Le souhait de Michel Barnier de diminuer « sensiblement » les soins pris en charge par l'Aide médicale d'État (AME) à laquelle ont droit les sans-papiers, en réponse à une demande du Rassemblement national, a été vivement critiqué par le monde de la santé.
« Après des années de hausse, l’AME, dont le coût s’élève à 1,2 milliard d’euros, fait d’ores et déjà l’objet d’une stabilisation, a indiqué le Premier ministre dans une interview au Figaro publiée en ligne jeudi 28 novembre.
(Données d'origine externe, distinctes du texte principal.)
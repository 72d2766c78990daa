use super::{RefreshHash, SessionId, UserId};
use chrono::{DateTime, Utc};
use serde::Serialize;
use std::fmt;

/// Identifier of a single access token; the key of the freshness cache.
#[derive(Debug, Clone, Eq, PartialEq, Hash, Serialize)]
pub struct AccessTokenId(pub String);

impl AccessTokenId {
    pub fn generate() -> Self {
        AccessTokenId(nanoid::nanoid!())
    }
}

impl fmt::Display for AccessTokenId {
    fn fmt(&self, f: &mut fmt::Formatter<'_>) -> fmt::Result {
        f.write_str(&self.0)
    }
}

#[derive(Debug, Clone, Eq, PartialEq)]
pub struct AccessClaims {
    pub user_id: UserId,
    pub token_id: AccessTokenId,
    pub bound_refresh_id: RefreshHash,
    pub expires_at: DateTime<Utc>,
}

#[derive(Debug, Clone, Eq, PartialEq)]
pub struct RefreshClaims {
    pub user_id: UserId,
    pub token_id: String,
    pub session_id: SessionId,
}
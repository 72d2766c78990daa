//! Settings are read from a TOML file; secrets come from the environment
//! (see `server::Server::try_new`).

mod cli;
pub use clap::Parser;
pub use cli::*;

mod settings;
pub use settings::*;
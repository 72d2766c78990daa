mod freshness_cache_redis;

pub use freshness_cache_redis::*;
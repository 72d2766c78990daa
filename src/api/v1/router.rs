use super::error::*;
use super::handler;
use crate::application_port::*;
use crate::domain_model::UserId;
use crate::server::*;
use serde::de::DeserializeOwned;
use std::convert::Infallible;
use std::sync::Arc;
use warp::{Filter, http, reject};

pub fn routes(
    server: Arc<Server>,
) -> impl Filter<Extract = (impl warp::Reply,), Error = warp::Rejection> + Clone {
    token_routes(server.token_service.clone())
}

pub fn token_routes(
    token_service: Arc<dyn TokenService>,
) -> impl Filter<Extract = (impl warp::Reply,), Error = warp::Rejection> + Clone {
    let refresh = warp::post()
        .and(warp::path!("tokens" / "refresh"))
        .and(form_or_json())
        .and(with(token_service.clone()))
        .and_then(handler::refresh);

    let remove = warp::post()
        .and(warp::path!("tokens" / "remove"))
        .and(form_or_json())
        .and(warp::header::optional::<String>(
            http::header::AUTHORIZATION.as_ref(),
        ))
        .and(with(token_service.clone()))
        .and_then(handler::remove);

    let verify = warp::get()
        .and(warp::path!("tokens" / "verify"))
        .and(with_verification(token_service))
        .and_then(handler::verify);

    refresh.or(remove).or(verify)
}

/// Liveness probe, served outside `/api/v1`.
pub fn health() -> impl Filter<Extract = (impl warp::Reply,), Error = warp::Rejection> + Clone {
    warp::get()
        .and(warp::path!("_health"))
        .map(|| http::StatusCode::OK)
}

/// `application/x-www-form-urlencoded` or JSON; each branch checks the
/// content type before it takes the body.
fn form_or_json<T>() -> impl Filter<Extract = (T,), Error = warp::Rejection> + Clone
where
    T: DeserializeOwned + Send + 'static,
{
    warp::body::content_length_limit(16 * 1024)
        .and(warp::body::form::<T>().or(warp::body::json::<T>()).unify())
}

fn with<ServiceType>(
    service: Arc<ServiceType>,
) -> impl Filter<Extract = (Arc<ServiceType>,), Error = Infallible> + Clone
where
    ServiceType: Send + Sync + ?Sized,
{
    warp::any().map(move || service.clone())
}

fn with_verification(
    token_service: Arc<dyn TokenService>,
) -> impl Filter<Extract = (UserId,), Error = warp::Rejection> + Clone {
    warp::header::<String>(http::header::AUTHORIZATION.as_ref()).and_then(move |token: String| {
        let token_service = token_service.clone();
        async move {
            if let Some(token) = token.strip_prefix("Bearer ") {
                let claims = token_service
                    .validate_access_token(&AccessToken(token.to_string()))
                    .await
                    .map_err(ApiErrorCode::from)
                    .map_err(reject::custom)?;
                Ok(claims.user_id)
            } else {
                Err(reject::custom(ApiErrorCode::MalformedAccessToken))
            }
        }
    })
}
use serde::{Deserialize, Serialize};
use std::fmt;

#[derive(
    Debug, Clone, Copy, Ord, PartialOrd, Eq, PartialEq, Hash, Serialize, Deserialize, sqlx::Type,
)]
#[sqlx(transparent)]
pub struct UserId(pub uuid::Uuid);

impl fmt::Display for UserId {
    fn fmt(&self, f: &mut fmt::Formatter<'_>) -> fmt::Result {
        write!(f, "{}", self.0)
    }
}

impl std::str::FromStr for UserId {
    type Err = uuid::Error;

    fn from_str(s: &str) -> Result<Self, Self::Err> {
        uuid::Uuid::from_str(s).map(UserId)
    }
}
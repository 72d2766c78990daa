mod refresh_id;
mod token_codec_jwt;
mod token_service_impl;

pub use refresh_id::*;
pub use token_codec_jwt::*;
pub use token_service_impl::*;
mod deadline;

pub use deadline::*;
Nous n’allons pas la supprimer, mais le panier de soins pris en charge va être sensiblement diminué, comme l’avaient proposé Patrick Stefanini et Claude Evin dans un récent rapport. En outre, nous allons engager dès l’an prochain une réforme de l’AME pour éviter les abus et les détournements. »
Michel Barnier avait déjà plaidé fin octobre pour une « maîtrise des dépenses » de l'AME, appelant le Parlement à prendre « toutes les dispositions pour que ces dernières ne progressent plus ». Dans un communiqué publié jeudi, le RN avait demandé que l'AME soit baissée « drastiquement ».
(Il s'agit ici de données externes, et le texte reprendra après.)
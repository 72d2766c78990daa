use crate::domain_port::FreshnessCache;
use chrono::Utc;
use std::sync::Arc;
use std::time::Duration;
use tokio_util::sync::CancellationToken;

/// Periodically drops elapsed entries from the freshness cache. Validation
/// never depends on this; it only keeps the index from growing.
pub struct FreshnessPurger {
    cache: Arc<dyn FreshnessCache>,
    interval: Duration,
    cancellation_token: CancellationToken,
}

impl FreshnessPurger {
    pub fn new(
        cache: Arc<dyn FreshnessCache>,
        interval: Duration,
        cancellation_token: CancellationToken,
    ) -> Self {
        Self {
            cache,
            interval,
            cancellation_token,
        }
    }

    async fn tick_once(&self) {
        match self.cache.purge_expired(Utc::now()).await {
            Ok(0) => {}
            Ok(removed) => tracing::debug!(removed, "purged expired access tokens"),
            Err(e) => tracing::warn!("freshness purge failed: {}", e),
        }
    }

    pub async fn run(&self) {
        let mut ticker = tokio::time::interval(self.interval);
        loop {
            tokio::select! {
                biased;
                _ = self.cancellation_token.cancelled() => {
                    tracing::info!("freshness purger shutting down...");
                    break;
                }
                _ = ticker.tick() => self.tick_once().await,
            }
        }
    }
}

#[cfg(test)]
mod tests {
    use super::*;
    use crate::domain_model::{AccessTokenId, SessionId};
    use crate::infra_memory::MemoryFreshnessCache;

    #[tokio::test]
    async fn purges_until_cancelled() {
        let cache = Arc::new(MemoryFreshnessCache::new());
        let lapsed = AccessTokenId("lapsed".to_string());
        cache
            .mark(
                &lapsed,
                SessionId::new(),
                Utc::now() - chrono::Duration::seconds(1),
            )
            .await
            .unwrap();

        let cancel = CancellationToken::new();
        let purger = FreshnessPurger::new(cache.clone(), Duration::from_millis(10), cancel.clone());
        let handle = tokio::spawn(async move { purger.run().await });

        tokio::time::sleep(Duration::from_millis(50)).await;
        assert_eq!(cache.purge_expired(Utc::now()).await.unwrap(), 0);

        cancel.cancel();
        handle.await.unwrap();
    }
}
use crate::domain_model::{AccessTokenId, SessionId};
use crate::domain_port::*;
use crate::infra_common::within_deadline;
use chrono::{DateTime, Utc};
use redis::AsyncCommands;
use redis::aio::ConnectionManager;
use std::time::Duration;

const FRESH_ACCESS_TOKENS: &str = "fresh-access-tokens";

/// Freshness index kept in one sorted set: member = access token id,
/// score = expiry in epoch milliseconds.
///
/// Each session also gets `<prefix>:session:<sid>`, a sorted set of the
/// access ids it minted. It expires with its last access token.
pub struct RedisFreshnessCache {
    conn: ConnectionManager,
    prefix: String,
    key: String,
    deadline: Duration,
}

impl RedisFreshnessCache {
    pub fn new(conn: ConnectionManager, prefix: impl Into<String>, deadline: Duration) -> Self {
        let prefix = prefix.into();
        RedisFreshnessCache {
            conn,
            key: format!("{}:{}", prefix, FRESH_ACCESS_TOKENS),
            prefix,
            deadline,
        }
    }

    fn session_key(&self, session_id: SessionId) -> String {
        format!("{}:session:{}", self.prefix, session_id)
    }
}

#[async_trait::async_trait]
impl FreshnessCache for RedisFreshnessCache {
    async fn mark(
        &self,
        token_id: &AccessTokenId,
        session_id: SessionId,
        expires_at: DateTime<Utc>,
    ) -> Result<(), CacheError> {
        let expires_ms = expires_at.timestamp_millis();
        let session_key = self.session_key(session_id);
        let mut conn = self.conn.clone();

        let mut pipe = redis::pipe();
        pipe.atomic()
            .zadd(&self.key, &token_id.0, expires_ms)
            .ignore()
            .zadd(&session_key, &token_id.0, expires_ms)
            .ignore()
            .pexpire_at(&session_key, expires_ms)
            .ignore();
        let _: () = within_deadline(self.deadline, pipe.query_async(&mut conn))
            .await
            .map_err(CacheError::Store)?;
        Ok(())
    }

    async fn is_fresh(&self, token_id: &AccessTokenId) -> Result<bool, CacheError> {
        let mut conn = self.conn.clone();
        let score: Option<f64> =
            within_deadline(self.deadline, conn.zscore(&self.key, &token_id.0))
                .await
                .map_err(CacheError::Store)?;

        let now_ms = Utc::now().timestamp_millis() as f64;
        Ok(score.is_some_and(|expires_ms| expires_ms > now_ms))
    }

    async fn revoke(&self, token_id: &AccessTokenId) -> Result<(), CacheError> {
        let mut conn = self.conn.clone();
        let _: () = within_deadline(self.deadline, conn.zrem(&self.key, &token_id.0))
            .await
            .map_err(CacheError::Store)?;
        Ok(())
    }

    async fn revoke_session(&self, session_id: SessionId) -> Result<u64, CacheError> {
        let session_key = self.session_key(session_id);
        let mut conn = self.conn.clone();

        let token_ids: Vec<String> =
            within_deadline(self.deadline, conn.zrange(&session_key, 0, -1))
                .await
                .map_err(CacheError::Store)?;
        if token_ids.is_empty() {
            return Ok(0);
        }

        let mut pipe = redis::pipe();
        pipe.atomic()
            .zrem(&self.key, &token_ids)
            .del(&session_key)
            .ignore();
        let (removed,): (u64,) = within_deadline(self.deadline, pipe.query_async(&mut conn))
            .await
            .map_err(CacheError::Store)?;
        Ok(removed)
    }

    async fn purge_expired(&self, now: DateTime<Utc>) -> Result<u64, CacheError> {
        let mut conn = self.conn.clone();
        let removed: u64 = within_deadline(
            self.deadline,
            conn.zrembyscore(&self.key, "-inf", now.timestamp_millis()),
        )
        .await
        .map_err(CacheError::Store)?;
        Ok(removed)
    }
}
En commission le 12 novembre, les sénateurs avaient déjà raboté de 200 millions d'euros le budget de l'AME, sur un total d'1,3 milliard prévu pour 2025.
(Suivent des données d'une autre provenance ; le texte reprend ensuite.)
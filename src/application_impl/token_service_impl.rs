use super::RefreshIdDeriver;
use crate::application_port::*;
use crate::domain_model::*;
use crate::domain_port::*;
use chrono::{SubsecRound, TimeDelta, Utc};
use std::sync::Arc;
use std::time::Duration;
use tracing::{debug, info, warn};

#[derive(Debug, Clone)]
pub struct RotationConfig {
    pub access_ttl: Duration,
    /// How long a just-superseded refresh token keeps working.
    pub grace_period: Duration,
    pub session_limit_per_user: u64,
}

impl Default for RotationConfig {
    fn default() -> Self {
        RotationConfig {
            access_ttl: Duration::from_secs(60 * 60),
            grace_period: Duration::from_secs(30),
            session_limit_per_user: 5,
        }
    }
}

impl From<LedgerError> for AuthError {
    fn from(error: LedgerError) -> Self {
        match error {
            LedgerError::NotFound | LedgerError::Conflict => AuthError::InvalidRefreshToken,
            LedgerError::Store(e) => AuthError::Store(e),
        }
    }
}

impl From<CacheError> for AuthError {
    fn from(error: CacheError) -> Self {
        match error {
            CacheError::Store(e) => AuthError::Store(e),
        }
    }
}

fn bounded_delta(duration: Duration) -> TimeDelta {
    let ceiling = TimeDelta::days(365);
    TimeDelta::from_std(duration).map_or(ceiling, |d| d.min(ceiling))
}

/// Result of one classification attempt during refresh.
enum Step {
    Done(AuthTokens),
    /// The row changed under us; re-read and classify again.
    Conflict,
}

struct MintedAccess {
    claims: AccessClaims,
    token: AccessToken,
}

/// Rotation engine: the only component that touches both the ledger and the
/// freshness cache. Holds no mutable state of its own.
pub struct RealTokenService {
    ledger: Arc<dyn SessionLedger>,
    cache: Arc<dyn FreshnessCache>,
    codec: Arc<dyn TokenCodec>,
    refresh_ids: RefreshIdDeriver,
    access_ttl: TimeDelta,
    grace_period: TimeDelta,
    session_limit: u64,
}

impl RealTokenService {
    pub fn new(
        ledger: Arc<dyn SessionLedger>,
        cache: Arc<dyn FreshnessCache>,
        codec: Arc<dyn TokenCodec>,
        refresh_ids: RefreshIdDeriver,
        config: RotationConfig,
    ) -> Self {
        Self {
            ledger,
            cache,
            codec,
            refresh_ids,
            access_ttl: bounded_delta(config.access_ttl),
            grace_period: bounded_delta(config.grace_period),
            session_limit: config.session_limit_per_user.max(1),
        }
    }

    fn mint_access(
        &self,
        user_id: UserId,
        bound_refresh_id: &RefreshHash,
    ) -> Result<MintedAccess, AuthError> {
        let claims = AccessClaims {
            user_id,
            token_id: AccessTokenId::generate(),
            bound_refresh_id: bound_refresh_id.clone(),
            // exp travels in whole seconds
            expires_at: (Utc::now() + self.access_ttl).trunc_subsecs(0),
        };
        let token = self.codec.sign_access(&claims)?;
        Ok(MintedAccess { claims, token })
    }

    fn sign_refresh(
        &self,
        session: &Session,
        refresh_id: String,
    ) -> Result<RefreshToken, AuthError> {
        self.codec.sign_refresh(&RefreshClaims {
            user_id: session.user_id,
            token_id: refresh_id,
            session_id: session.id,
        })
    }

    /// Marks the access token fresh and packs the response. Always called
    /// after the ledger write it depends on.
    async fn publish(
        &self,
        session_id: SessionId,
        access: MintedAccess,
        refresh_token: RefreshToken,
    ) -> Result<AuthTokens, AuthError> {
        self.cache
            .mark(&access.claims.token_id, session_id, access.claims.expires_at)
            .await?;
        Ok(AuthTokens {
            access_token: access.token,
            refresh_token,
            access_token_expires_at: access.claims.expires_at,
        })
    }

    async fn enforce_session_limit(&self, user_id: UserId) -> Result<Vec<SessionId>, AuthError> {
        let count = self.ledger.count_by_user(user_id).await?;
        let excess = (count + 1).saturating_sub(self.session_limit);

        let mut evicted = Vec::new();
        for _ in 0..excess {
            if let Some(session_id) = self.ledger.delete_oldest_by_user(user_id).await? {
                self.cache.revoke_session(session_id).await?;
                info!(%user_id, %session_id, "session limit reached, evicted oldest session");
                evicted.push(session_id);
            }
        }
        Ok(evicted)
    }

    /// Finds the session a refresh token belongs to. A token that matches
    /// neither hash is still traced through its session claim so that reuse
    /// of an old token can revoke the session.
    async fn locate(
        &self,
        claims: &RefreshClaims,
        hash: &RefreshHash,
    ) -> Result<Session, AuthError> {
        match self
            .ledger
            .find_by_refresh_hash(claims.user_id, hash, true)
            .await
        {
            Ok(session) if session.id == claims.session_id => return Ok(session),
            Ok(_) => return Err(AuthError::InvalidRefreshToken),
            Err(LedgerError::NotFound) => {}
            Err(e) => return Err(e.into()),
        }

        match self.ledger.find(claims.session_id).await {
            Ok(session) if session.user_id == claims.user_id => Ok(session),
            Ok(_) | Err(LedgerError::NotFound) => Err(AuthError::InvalidRefreshToken),
            Err(e) => Err(e.into()),
        }
    }

    async fn reread(&self, session_id: SessionId) -> Result<Session, AuthError> {
        match self.ledger.find(session_id).await {
            Ok(session) => Ok(session),
            Err(LedgerError::NotFound) => Err(AuthError::InvalidRefreshToken),
            Err(e) => Err(e.into()),
        }
    }

    async fn rotate(&self, session: &Session, hash: &RefreshHash) -> Result<Step, AuthError> {
        let refresh_id = self
            .refresh_ids
            .derive(session.id, session.generation + 1);
        let next_hash = RefreshHash::of(&refresh_id);

        let refresh_token = self.sign_refresh(session, refresh_id)?;
        let access = self.mint_access(session.user_id, &next_hash)?;

        match self
            .ledger
            .compare_and_rotate(session.id, hash, &next_hash)
            .await
        {
            Ok(()) => {}
            Err(LedgerError::Conflict) => return Ok(Step::Conflict),
            Err(e) => return Err(e.into()),
        }
        debug!(session_id = %session.id, generation = session.generation + 1, "refresh token rotated");

        Ok(Step::Done(
            self.publish(session.id, access, refresh_token).await?,
        ))
    }

    async fn serve_grace(&self, session: &Session, hash: &RefreshHash) -> Result<Step, AuthError> {
        // hand out the refresh token the winning caller already received
        let refresh_id = self.refresh_ids.derive(session.id, session.generation);
        let refresh_token = self.sign_refresh(session, refresh_id)?;
        let access = self.mint_access(session.user_id, &session.current_refresh_id)?;

        match self.ledger.promote_grace_use(session.id, hash).await {
            Ok(()) => {}
            Err(LedgerError::Conflict) => return Ok(Step::Conflict),
            Err(e) => return Err(e.into()),
        }
        debug!(session_id = %session.id, "refresh served from grace window");

        Ok(Step::Done(
            self.publish(session.id, access, refresh_token).await?,
        ))
    }

    async fn revoke_on_reuse(&self, session: &Session) -> Result<AuthTokens, AuthError> {
        warn!(
            user_id = %session.user_id,
            session_id = %session.id,
            "stale refresh token presented, revoking session"
        );
        self.end_session(session.id).await?;
        Err(AuthError::InvalidRefreshToken)
    }

    /// Deletes the ledger row, then every access token the session minted.
    async fn end_session(&self, session_id: SessionId) -> Result<(), AuthError> {
        match self.ledger.delete(session_id).await {
            Ok(()) | Err(LedgerError::NotFound) => {}
            Err(e) => return Err(e.into()),
        }
        let revoked = self.cache.revoke_session(session_id).await?;
        debug!(%session_id, revoked, "access tokens of ended session revoked");
        Ok(())
    }
}

#[async_trait::async_trait]
impl TokenService for RealTokenService {
    async fn issue(&self, user_id: UserId) -> Result<IssueResult, AuthError> {
        let evicted = self.enforce_session_limit(user_id).await?;

        let session_id = SessionId::new();
        let refresh_id = self.refresh_ids.derive(session_id, 0);
        let session = Session::new(session_id, user_id, RefreshHash::of(&refresh_id));

        let refresh_token = self.sign_refresh(&session, refresh_id)?;
        let access = self.mint_access(user_id, &session.current_refresh_id)?;

        self.ledger.create(&session).await?;
        let tokens = match self.publish(session_id, access, refresh_token).await {
            Ok(tokens) => tokens,
            Err(e) => {
                if let Err(cleanup) = self.ledger.delete(session_id).await {
                    warn!(%user_id, %session_id, "orphaned session left in ledger: {}", cleanup);
                }
                return Err(e);
            }
        };
        debug!(%user_id, %session_id, "session issued");

        Ok(IssueResult {
            user_id,
            session_id,
            tokens,
            evicted,
        })
    }

    async fn refresh(&self, refresh_token: &RefreshToken) -> Result<AuthTokens, AuthError> {
        let claims = self.codec.verify_refresh(refresh_token)?;
        let hash = RefreshHash::of(&claims.token_id);

        let mut session = self.locate(&claims, &hash).await?;
        let mut reclassified = false;
        loop {
            let step = match session.classify(&hash, Utc::now(), self.grace_period) {
                RefreshState::Current => self.rotate(&session, &hash).await?,
                RefreshState::Grace => self.serve_grace(&session, &hash).await?,
                RefreshState::Stale => return self.revoke_on_reuse(&session).await,
            };

            match step {
                Step::Done(tokens) => return Ok(tokens),
                Step::Conflict if !reclassified => {
                    debug!(session_id = %session.id, "concurrent rotation, re-classifying");
                    reclassified = true;
                    session = self.reread(session.id).await?;
                }
                Step::Conflict => {
                    warn!(session_id = %session.id, "rotation conflict persisted after retry");
                    return Err(AuthError::InvalidRefreshToken);
                }
            }
        }
    }

    async fn validate_access_token(&self, token: &AccessToken) -> Result<AccessClaims, AuthError> {
        let claims = self.codec.verify_access(token)?;
        if !self.cache.is_fresh(&claims.token_id).await? {
            return Err(AuthError::InvalidAccessToken);
        }
        Ok(claims)
    }

    async fn revoke(&self, refresh_token: &RefreshToken) -> Result<(), AuthError> {
        let claims = self.codec.verify_refresh(refresh_token)?;
        let hash = RefreshHash::of(&claims.token_id);

        // only the current token may log out
        let session = self
            .ledger
            .find_by_refresh_hash(claims.user_id, &hash, false)
            .await?;
        self.end_session(session.id).await?;
        info!(user_id = %claims.user_id, session_id = %session.id, "session revoked");
        Ok(())
    }

    async fn revoke_access_token(&self, token: &AccessToken) -> Result<(), AuthError> {
        let claims = self.codec.verify_access_ignoring_expiry(token)?;
        self.cache.revoke(&claims.token_id).await?;
        Ok(())
    }
}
« Colère » d’Aurélien Rousseau
Malgré son flou, cette annonce a déclenché une série de réactions outrées de plusieurs acteurs du système de santé et des politiques de gauche.
« On est stupéfaits et très inquiets par les dernières annonces du Premier ministre, a réagi sur franceinfo Matthias Thibeaud, référent plaidoyer accès aux droits santé à Médecins du monde. Il est absolument désolant de voir que la santé des personnes étrangères est instrumentalisée à des fins politiques par le Premier ministre lui-même et à la demande du RN de Madame Le Pen et de Monsieur Bardella. Visiblement leurs paroles comptent plus que les enjeux de santé publique qui sont pourtant essentiels dans l'accès à l'Aide médicale d'État. »
Chef du service psychiatrie à Henri-Mondor (AP-HP), engagé de longue date dans la défense de l’hôpital public et l’accès aux soins pour tous, le Pr Antoine Pelissolo a rapidement donné de la voix sur X :
Ancien spécialiste des questions de santé pour la parti socialiste, le Dr Claude Pigement a jugé que le Premier ministre allait « perdre son âme » en s’engouffrant dans cette brèche.
Sur le même réseau, l'ex-ministre macroniste de la Santé Aurélien Rousseau, membre du groupe PS à l'Assemblée nationale, a estimé que le projet de Michel Barnier était « indécent, odieux ». « Le gouvernement cède au RN au mépris de toute considération de santé et d'humanité », a-t-il écrit sur le même réseau, faisant part de sa « colère ».
Avec sept autres anciens ministres de la Santé, Aurélien Rousseau avait déjà affirmé en septembre dans une tribune au Monde que restreindre ou supprimer cette aide pour les sans-papiers aurait des « conséquences sanitaires, humaines, sociales et économiques inacceptables ».